Les plus fins analystes de la situation tunisienne le disaient - sans qu'ils soient les plus entendus -, le risque pour la transition démocratique en Tunisie n'est pas la polarisation idéologique entre laïcs et islamistes, mais la formidable impatience sociale des plus pauvres. La nuit mouvementée de jeudi à Sidi Bouzid où des affrontements ont opposé des manifestants aux forces de l'ordre vient le rappeler.

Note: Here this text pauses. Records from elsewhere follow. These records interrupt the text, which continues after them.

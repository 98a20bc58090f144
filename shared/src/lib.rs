use serde::{Deserialize, Serialize};
use std::collections::BTreeMap;

/// Request body for `POST /api/games/award`
#[derive(Debug, Clone, PartialEq, Default, Serialize, Deserialize)]
#[serde(rename_all = "camelCase")]
pub struct AwardGameRequest {
    /// Identifier of the completed game (required)
    pub game_id: Option<String>,
    /// Number of retries the player needed before completing
    #[serde(default)]
    pub retry: Option<u32>,
    /// Difficulty level: easy, medium, hard or expert
    #[serde(default)]
    pub level: Option<String>,
    /// Caller-supplied default base points, used when the game has no configured value
    #[serde(default)]
    pub points: Option<i64>,
}

/// Response body for `POST /api/games/award`
#[derive(Debug, Clone, PartialEq, Serialize, Deserialize)]
#[serde(rename_all = "camelCase")]
pub struct AwardGameResponse {
    pub success: bool,
    /// Currency credited to the balance (tier-adjusted)
    pub awarded_points: i64,
    /// Experience credited (never tier-adjusted)
    #[serde(rename = "awardedXP")]
    pub awarded_xp: i64,
    pub tier_multiplier: f64,
    pub current_tier: String,
    pub is_game_of_day: bool,
    /// Game-of-the-Day factor that was applied (1 or 2)
    pub applied_multiplier: i64,
    /// True when the game had already been completed today and nothing was granted
    pub already_played: bool,
    pub message: String,
}

/// Request body for `POST /api/rotation`
#[derive(Debug, Clone, PartialEq, Serialize, Deserialize)]
#[serde(rename_all = "camelCase")]
pub struct ReplaceRotationPolicyRequest {
    #[serde(default = "default_enabled")]
    pub enabled: bool,
    pub games_per_day: u32,
    #[serde(default)]
    pub selected_games: Vec<String>,
}

fn default_enabled() -> bool {
    true
}

/// Rotation policy as returned by the rotation endpoints
#[derive(Debug, Clone, PartialEq, Serialize, Deserialize)]
#[serde(rename_all = "camelCase")]
pub struct RotationPolicyResponse {
    pub version: u32,
    pub enabled: bool,
    pub games_per_day: u32,
    pub selected_games: Vec<String>,
    /// Date (YYYY-MM-DD) → ordered active game ids
    pub rotation_schedule: BTreeMap<String, Vec<String>>,
    /// Server date the response was computed for
    pub date: String,
    pub active_games: Vec<String>,
    pub game_of_the_day: Option<String>,
    pub last_rotation: Option<String>,
}

/// Response body for `POST /api/backfill`
#[derive(Debug, Clone, PartialEq, Serialize, Deserialize)]
#[serde(rename_all = "camelCase")]
pub struct BackfillResponse {
    pub success: bool,
    pub backfilled_count: usize,
    pub message: String,
}

/// Tier description shared by several responses
#[derive(Debug, Clone, PartialEq, Serialize, Deserialize)]
#[serde(rename_all = "camelCase")]
pub struct TierDto {
    pub name: String,
    #[serde(rename = "minXP")]
    pub min_xp: i64,
    pub multiplier: f64,
}

#[derive(Debug, Clone, PartialEq, Serialize, Deserialize)]
#[serde(rename_all = "camelCase")]
pub struct TierListResponse {
    pub tiers: Vec<TierDto>,
}

/// Response body for `GET /api/balance`
#[derive(Debug, Clone, PartialEq, Serialize, Deserialize)]
#[serde(rename_all = "camelCase")]
pub struct BalanceResponse {
    pub uid: String,
    pub points: i64,
    pub xp: i64,
    pub game_xp: i64,
    pub current_tier: TierDto,
    pub next_tier: Option<TierDto>,
    /// XP still needed to reach the next tier (0 at the top tier)
    #[serde(rename = "xpToNextTier")]
    pub xp_to_next_tier: i64,
}

/// Ledger entry direction
#[derive(Debug, Clone, Copy, PartialEq, Eq, Serialize, Deserialize)]
#[serde(rename_all = "UPPERCASE")]
pub enum TransactionType {
    Earn,
    Spend,
}

/// A single ledger entry
#[derive(Debug, Clone, PartialEq, Serialize, Deserialize)]
#[serde(rename_all = "camelCase")]
pub struct Transaction {
    pub id: String,
    #[serde(rename = "type")]
    pub transaction_type: TransactionType,
    /// Positive magnitude; direction comes from `type`
    pub amount: i64,
    pub source: String,
    pub description: String,
    pub metadata: serde_json::Value,
    /// RFC 3339 timestamp
    pub timestamp: String,
}

#[derive(Debug, Clone, PartialEq, Serialize, Deserialize)]
#[serde(rename_all = "camelCase")]
pub struct PaginationInfo {
    pub has_more: bool,
    pub next_cursor: Option<String>,
}

#[derive(Debug, Clone, PartialEq, Serialize, Deserialize)]
#[serde(rename_all = "camelCase")]
pub struct TransactionListResponse {
    pub transactions: Vec<Transaction>,
    pub pagination: PaginationInfo,
}

/// Response body for `GET /api/ledger/audit`
#[derive(Debug, Clone, PartialEq, Serialize, Deserialize)]
#[serde(rename_all = "camelCase")]
pub struct LedgerAuditResponse {
    pub balance_points: i64,
    pub ledger_points: i64,
    /// `balance_points - ledger_points`; zero when the ledger reconciles
    pub drift: i64,
    pub transaction_count: usize,
    pub backfilled_count: usize,
    pub reconciled: bool,
}

#[derive(Debug, Clone, PartialEq, Serialize, Deserialize)]
#[serde(rename_all = "camelCase")]
pub struct LeaderboardEntryDto {
    pub rank: usize,
    pub uid: String,
    pub name: String,
    pub total_points: i64,
    pub plays: i64,
    pub last_played: String,
}

#[derive(Debug, Clone, PartialEq, Serialize, Deserialize)]
#[serde(rename_all = "camelCase")]
pub struct LeaderboardResponse {
    pub game_id: String,
    pub entries: Vec<LeaderboardEntryDto>,
}

#[derive(Debug, Clone, PartialEq, Serialize, Deserialize)]
#[serde(rename_all = "camelCase")]
pub struct VoucherDto {
    pub id: String,
    pub name: String,
    pub points_cost: i64,
    pub discount_type: String,
    pub discount_value: f64,
    pub validity_days: u32,
    pub per_user_limit: Option<u32>,
    pub min_order_value: Option<f64>,
}

#[derive(Debug, Clone, PartialEq, Serialize, Deserialize)]
#[serde(rename_all = "camelCase")]
pub struct VoucherListResponse {
    pub vouchers: Vec<VoucherDto>,
}

/// Response body for `POST /api/vouchers/:voucher_id/redeem`
#[derive(Debug, Clone, PartialEq, Serialize, Deserialize)]
#[serde(rename_all = "camelCase")]
pub struct RedeemVoucherResponse {
    pub success: bool,
    pub code: String,
    pub voucher_id: String,
    pub points_spent: i64,
    pub expires_at: String,
    pub new_balance: i64,
}

/// Response body for `POST /api/vouchers/redemptions/:code/consume`
#[derive(Debug, Clone, PartialEq, Serialize, Deserialize)]
#[serde(rename_all = "camelCase")]
pub struct ConsumeRedemptionResponse {
    pub success: bool,
    pub code: String,
    pub voucher_id: String,
    pub used_at: String,
}

#[derive(Debug, Clone, PartialEq, Serialize, Deserialize)]
#[serde(rename_all = "camelCase")]
pub struct WheelPrizeDto {
    pub id: String,
    pub label: String,
    pub kind: String,
    pub value: i64,
}

/// Response body for `GET /api/wheel`
#[derive(Debug, Clone, PartialEq, Serialize, Deserialize)]
#[serde(rename_all = "camelCase")]
pub struct WheelStatusResponse {
    pub free_spin_available: bool,
    pub spin_cost: i64,
    pub balance: i64,
    pub prizes: Vec<WheelPrizeDto>,
}

/// Response body for `POST /api/wheel/spin`.
/// The client animates toward `prize.id`; it never chooses the outcome.
#[derive(Debug, Clone, PartialEq, Serialize, Deserialize)]
#[serde(rename_all = "camelCase")]
pub struct WheelSpinResponse {
    pub success: bool,
    pub prize: WheelPrizeDto,
    pub was_free: bool,
    pub points_charged: i64,
    pub points_won: i64,
    pub new_balance: i64,
}

/// Error body returned by every endpoint on failure
#[derive(Debug, Clone, PartialEq, Serialize, Deserialize)]
pub struct ErrorResponse {
    pub success: bool,
    pub error: String,
}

La contestation qui a fait «dégager» Ben Ali était principalement à motivation sociale. C'était l'élément déclencheur de la révolution sur lequel des élites, en demande de libertés, ont fait jonction pour ébranler la dictature. Cette donne sociale est restée primordiale et pesante même si, c'est la règle du genre, les excès des groupes salafistes ont eu davantage les faveurs des médias. La transition tunisienne se joue moins sur les débats politico-idéologiques, malgré leur grande importance, que sur la capacité de ceux qui ont la charge du gouvernement à répondre aux demandes sociales. Face à ce regain de contestation à Sidi Bouzid, le mouvement Ennadha a tendance à ne voir qu'un complot des anciens bénalistes qui instrumentaliseraient des délinquants pour créer des problèmes au gouvernement. Les partis d'opposition, de gauche notamment, ont beau jeu de souligner que le gouvernement ne se soucie pas du pays «profond» et déshérité d'où est venue l'étincelle de la liberté. De fait, Ennahdha est, en définitive, plus à l'aise dans les joutes idéologiques que dans le domaine économique et social.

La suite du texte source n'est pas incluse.